Problem description -> In the material below, which lines hold the word "that"? Pick each one out.
[Start of Attachment]
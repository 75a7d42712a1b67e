//! Common types used across the application

use crate::core::{Error, Result};
use rust_decimal::Decimal;
use rust_decimal_macros::dec;
use serde::{Deserialize, Serialize};
use std::str::FromStr;

/// Smallest accepted room side, in meters
pub const MIN_DIMENSION_M: Decimal = dec!(0.1);

/// Parse a decimal number typed by a user.
///
/// Both `.` and `,` are accepted as the decimal separator, so `5,5` and
/// `5.5` mean the same thing.
pub fn parse_decimal(input: &str) -> Result<Decimal> {
    let normalized = input.trim().replace(',', ".");
    Decimal::from_str(&normalized)
        .map_err(|_| Error::InvalidInput(format!("'{}' is not a number", input.trim())))
}

/// A rectangular room of the job
#[derive(Debug, Clone, PartialEq, Serialize, Deserialize)]
pub struct Division {
    pub name: String,
    /// Width in meters
    #[serde(with = "rust_decimal::serde::str")]
    pub width_m: Decimal,
    /// Length in meters
    #[serde(with = "rust_decimal::serde::str")]
    pub length_m: Decimal,
}

impl Division {
    pub fn new(name: impl Into<String>, width_m: Decimal, length_m: Decimal) -> Result<Self> {
        let name = name.into().trim().to_string();
        if name.is_empty() {
            return Err(Error::InvalidInput("division name cannot be empty".to_string()));
        }
        check_dimension("width", width_m)?;
        check_dimension("length", length_m)?;

        Ok(Self {
            name,
            width_m,
            length_m,
        })
    }
}

fn check_dimension(label: &str, value: Decimal) -> Result<()> {
    if value < MIN_DIMENSION_M {
        return Err(Error::InvalidInput(format!(
            "{} must be at least {} m (got {})",
            label, MIN_DIMENSION_M, value
        )));
    }
    Ok(())
}

/// A division as typed on the command line: `[NAME:]WIDTHxLENGTH`
#[derive(Debug, Clone, PartialEq)]
pub struct DivisionSpec {
    pub name: Option<String>,
    pub width_m: Decimal,
    pub length_m: Decimal,
}

impl DivisionSpec {
    /// Build the division, using `fallback_name` when the spec carries none
    pub fn into_division(self, fallback_name: &str) -> Result<Division> {
        let name = self.name.unwrap_or_else(|| fallback_name.to_string());
        Division::new(name, self.width_m, self.length_m)
    }
}

impl FromStr for DivisionSpec {
    type Err = Error;

    fn from_str(s: &str) -> Result<Self> {
        let s = s.trim();
        let (name, dims) = match s.rsplit_once(':') {
            Some((name, dims)) => {
                let name = name.trim();
                ((!name.is_empty()).then(|| name.to_string()), dims)
            }
            None => (None, s),
        };

        let (width, length) = dims
            .split_once(|c: char| c == 'x' || c == 'X' || c == '\u{00D7}')
            .ok_or_else(|| {
                Error::InvalidInput(format!("expected WIDTHxLENGTH, got '{}'", dims.trim()))
            })?;

        Ok(Self {
            name,
            width_m: parse_decimal(width)?,
            length_m: parse_decimal(length)?,
        })
    }
}

/// Material quantities needed for one division
#[derive(Debug, Clone, PartialEq, Serialize, Deserialize)]
pub struct MaterialQuantities {
    #[serde(with = "rust_decimal::serde::str")]
    pub area_m2: Decimal,
    pub boards: u64,
    /// Perimeter track in linear meters
    #[serde(with = "rust_decimal::serde::str")]
    pub track_m: Decimal,
    /// Support profiles, in whole units
    pub profiles: u64,
    pub rods: u64,
    pub pivots: u64,
}

/// One line of the budget: a division with its quantities and material cost
#[derive(Debug, Clone, PartialEq, Serialize, Deserialize)]
pub struct DivisionRow {
    pub division: Division,
    pub quantities: MaterialQuantities,
    #[serde(with = "rust_decimal::serde::str")]
    pub material_cost: Decimal,
}

/// Totals across all divisions, with labor and margin applied
#[derive(Debug, Clone, PartialEq, Serialize, Deserialize)]
pub struct BudgetSummary {
    pub division_count: usize,
    #[serde(with = "rust_decimal::serde::str")]
    pub total_area_m2: Decimal,
    pub boards: u64,
    #[serde(with = "rust_decimal::serde::str")]
    pub track_m: Decimal,
    pub profiles: u64,
    pub rods: u64,
    pub pivots: u64,
    #[serde(with = "rust_decimal::serde::str")]
    pub materials_cost: Decimal,
    #[serde(with = "rust_decimal::serde::str")]
    pub labor_cost: Decimal,
    #[serde(with = "rust_decimal::serde::str")]
    pub subtotal: Decimal,
    #[serde(with = "rust_decimal::serde::str")]
    pub margin_value: Decimal,
    #[serde(with = "rust_decimal::serde::str")]
    pub final_price: Decimal,
}

#[cfg(test)]
mod tests {
    use super::*;

    #[test]
    fn test_parse_decimal_accepts_comma() {
        assert_eq!(parse_decimal("5,5").unwrap(), dec!(5.5));
        assert_eq!(parse_decimal(" 4.25 ").unwrap(), dec!(4.25));
        assert!(parse_decimal("abc").is_err());
    }

    #[test]
    fn test_division_minimum_dimensions() {
        assert!(Division::new("Sala", dec!(0.1), dec!(0.1)).is_ok());
        assert!(Division::new("Sala", dec!(0.09), dec!(4)).is_err());
        assert!(Division::new("Sala", dec!(5), dec!(0)).is_err());
        assert!(Division::new("   ", dec!(5), dec!(4)).is_err());
    }

    #[test]
    fn test_division_name_is_trimmed() {
        let division = Division::new("  Quarto 1 ", dec!(3), dec!(3)).unwrap();
        assert_eq!(division.name, "Quarto 1");
    }

    #[test]
    fn test_division_spec_with_name() {
        let spec: DivisionSpec = "Sala:5x4".parse().unwrap();
        assert_eq!(spec.name.as_deref(), Some("Sala"));
        assert_eq!(spec.width_m, dec!(5));
        assert_eq!(spec.length_m, dec!(4));
    }

    #[test]
    fn test_division_spec_without_name() {
        let spec: DivisionSpec = "5,5X3.2".parse().unwrap();
        assert_eq!(spec.name, None);
        assert_eq!(spec.width_m, dec!(5.5));
        assert_eq!(spec.length_m, dec!(3.2));

        let division = spec.into_division("Division 1").unwrap();
        assert_eq!(division.name, "Division 1");
    }

    #[test]
    fn test_division_spec_rejects_garbage() {
        assert!("Sala:5".parse::<DivisionSpec>().is_err());
        assert!("Sala:ax4".parse::<DivisionSpec>().is_err());
    }
}
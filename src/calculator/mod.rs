//! Division calculator
//!
//! Derives the material quantities of a rectangular ceiling from its
//! dimensions and the assembly rules:
//! - Boards: ceiling area over the area of one board, rounded up
//! - Track: the room perimeter, in linear meters
//! - Profiles: lines across the width, each running the full length,
//!   bought in fixed-length units
//! - Threaded rods: a grid at fixed spacing on both axes, one pivot per rod

use crate::core::{AssemblyConfig, Division, Error, MaterialQuantities, Result};
use rust_decimal::prelude::*;

/// Computes material quantities for divisions under one set of assembly rules
#[derive(Debug, Clone)]
pub struct DivisionCalculator {
    assembly: AssemblyConfig,
}

impl DivisionCalculator {
    /// Create a calculator, rejecting spacings or sizes that are out of range
    pub fn new(assembly: &AssemblyConfig) -> Result<Self> {
        assembly.validate()?;
        Ok(Self {
            assembly: assembly.clone(),
        })
    }

    /// Assembly rules in use
    pub fn assembly(&self) -> &AssemblyConfig {
        &self.assembly
    }

    /// Compute the quantities for a single division
    pub fn calculate(&self, division: &Division) -> Result<MaterialQuantities> {
        let width = division.width_m;
        let length = division.length_m;

        let area_m2 = width.checked_mul(length).ok_or_else(out_of_range)?;
        let boards = ceil_count(quotient(area_m2, self.assembly.board_area_m2())?)?;

        let track_m = width
            .checked_add(length)
            .and_then(|half| half.checked_mul(Decimal::TWO))
            .ok_or_else(out_of_range)?;

        // One extra line closes the far edge
        let profile_lines = ceil_count(quotient(width, self.assembly.profile_spacing_m)?)?
            .checked_add(1)
            .ok_or_else(out_of_range)?;
        let profile_m = Decimal::from(profile_lines)
            .checked_mul(length)
            .ok_or_else(out_of_range)?;
        let profiles = ceil_count(quotient(profile_m, self.assembly.profile_length_m)?)?;

        let rods_x = ceil_count(quotient(width, self.assembly.rod_spacing_m)?)?;
        let rods_y = ceil_count(quotient(length, self.assembly.rod_spacing_m)?)?;
        let rods = rods_x.checked_mul(rods_y).ok_or_else(out_of_range)?;

        log::debug!(
            "{}: {} m2, {} boards, {} profiles, {} rods",
            division.name,
            area_m2,
            boards,
            profiles,
            rods
        );

        Ok(MaterialQuantities {
            area_m2,
            boards,
            track_m,
            profiles,
            rods,
            pivots: rods,
        })
    }
}

fn quotient(value: Decimal, by: Decimal) -> Result<Decimal> {
    value.checked_div(by).ok_or_else(out_of_range)
}

fn ceil_count(value: Decimal) -> Result<u64> {
    value.ceil().to_u64().ok_or_else(out_of_range)
}

fn out_of_range() -> Error {
    Error::InvalidInput("division is too large to calculate".to_string())
}

#[cfg(test)]
mod tests {
    use super::*;
    use rust_decimal_macros::dec;

    fn calculator() -> DivisionCalculator {
        DivisionCalculator::new(&AssemblyConfig::default()).unwrap()
    }

    fn division(width: Decimal, length: Decimal) -> Division {
        Division::new("Sala", width, length).unwrap()
    }

    #[test]
    fn test_default_room() {
        let q = calculator().calculate(&division(dec!(5), dec!(4))).unwrap();

        assert_eq!(q.area_m2, dec!(20));
        assert_eq!(q.boards, 9); // 20 / 2.4 = 8.33
        assert_eq!(q.track_m, dec!(18));
        assert_eq!(q.profiles, 14); // (9 + 1) lines x 4 m = 40 m / 3 m
        assert_eq!(q.rods, 63); // 9 x 7
        assert_eq!(q.pivots, q.rods);
    }

    #[test]
    fn test_exact_multiples_do_not_round_up() {
        // 2.0 x 1.2 is exactly one board
        let q = calculator().calculate(&division(dec!(2.0), dec!(1.2))).unwrap();
        assert_eq!(q.boards, 1);
        assert_eq!(q.rods, 4 * 2); // 2.0 / 0.6 = 3.33 -> 4, 1.2 / 0.6 = 2

        let q = calculator().calculate(&division(dec!(4.8), dec!(1))).unwrap();
        assert_eq!(q.boards, 2);
        assert_eq!(q.profiles, 3); // 8 + 1 lines x 1 m = 9 m
        assert_eq!(q.rods, 8 * 2);
    }

    #[test]
    fn test_smallest_room() {
        let q = calculator().calculate(&division(dec!(0.1), dec!(0.1))).unwrap();

        assert_eq!(q.area_m2, dec!(0.01));
        assert_eq!(q.boards, 1);
        assert_eq!(q.track_m, dec!(0.4));
        assert_eq!(q.profiles, 1); // 2 lines x 0.1 m
        assert_eq!(q.rods, 1);
    }

    #[test]
    fn test_custom_assembly_rules() {
        let assembly = AssemblyConfig {
            profile_spacing_m: dec!(0.40),
            rod_spacing_m: dec!(1.0),
            profile_length_m: dec!(4.0),
            ..AssemblyConfig::default()
        };
        let calculator = DivisionCalculator::new(&assembly).unwrap();
        let q = calculator.calculate(&division(dec!(3), dec!(2))).unwrap();

        assert_eq!(q.boards, 3); // 6 / 2.4 = 2.5
        assert_eq!(q.profiles, 5); // (8 + 1) lines x 2 m = 18 m / 4 m = 4.5
        assert_eq!(q.rods, 6); // 3 x 2
    }

    #[test]
    fn test_rejects_invalid_assembly_rules() {
        let assembly = AssemblyConfig {
            rod_spacing_m: dec!(0.05),
            ..AssemblyConfig::default()
        };
        assert!(DivisionCalculator::new(&assembly).is_err());

        let assembly = AssemblyConfig {
            board_width_m: Decimal::ZERO,
            ..AssemblyConfig::default()
        };
        assert!(DivisionCalculator::new(&assembly).is_err());
    }

    #[test]
    fn test_width_drives_profile_lines() {
        // Swapping width and length changes profiles, not boards
        let a = calculator().calculate(&division(dec!(6), dec!(3))).unwrap();
        let b = calculator().calculate(&division(dec!(3), dec!(6))).unwrap();

        assert_eq!(a.boards, b.boards);
        assert_eq!(a.profiles, 11); // 11 lines x 3 m = 33 m / 3 m
        assert_eq!(b.profiles, 12); // 6 lines x 6 m = 36 m / 3 m
    }

    #[test]
    fn test_huge_room_is_an_error() {
        // Counts past u64
        let result = calculator().calculate(&division(dec!(10000000000), dec!(10000000000)));
        assert!(matches!(result, Err(Error::InvalidInput(_))));

        // Past the decimal range
        let result = calculator().calculate(&division(Decimal::MAX, dec!(1)));
        assert!(matches!(result, Err(Error::InvalidInput(_))));
    }
}
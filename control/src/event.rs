//! Semantic gesture events passed to the host.

use heapless::Vec;

/// Semantic gesture recognized on a single button.
#[derive(Debug, Clone, Copy, PartialEq, Eq)]
#[cfg_attr(feature = "defmt", derive(defmt::Format))]
pub enum Gesture {
    /// A single short press, confirmed after the double-press window closed.
    ShortPress,
    /// Two short presses within the double-press window.
    DoublePress,
    /// The button has been held long enough for its long-press action.
    LongPressStart,
    /// The long-press action firing again while a non-primary button
    /// remains held.
    LongPressRepeat,
    /// The primary button was released after an extended hold.
    ExtendedHold,
    /// The primary button was released after a critical hold. Supersedes
    /// `ExtendedHold`, the two are never reported for the same press.
    CriticalHold,
    /// The button was released, whatever the press meant.
    Released,
}

/// A gesture attributed to the button that produced it.
#[derive(Debug, Clone, Copy, PartialEq, Eq)]
#[cfg_attr(feature = "defmt", derive(defmt::Format))]
pub struct Event {
    pub button: usize,
    pub gesture: Gesture,
}

/// All events collected while applying one input snapshot.
pub type Events = Vec<Event, 8>;
//! Structures used to pass the current state of hardware peripherals.

use crate::config::MAX_BUTTONS;

/// Raw per-tick reading of all button inputs.
///
/// The snapshot is meant to be passed from the hardware binding to the
/// control package once per tick. Samples must be polarity-normalized by
/// the caller: `true` always means asserted, whatever the wiring.
#[derive(Debug, Default, Clone, Copy)]
#[cfg_attr(feature = "defmt", derive(defmt::Format))]
pub struct Snapshot {
    pub button: [bool; MAX_BUTTONS],
}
[End of Attachment]
Task response ->
    /// Create a calculator, rejecting spacings or sizes that are out of range
/// A gesture attributed to the button that produced it.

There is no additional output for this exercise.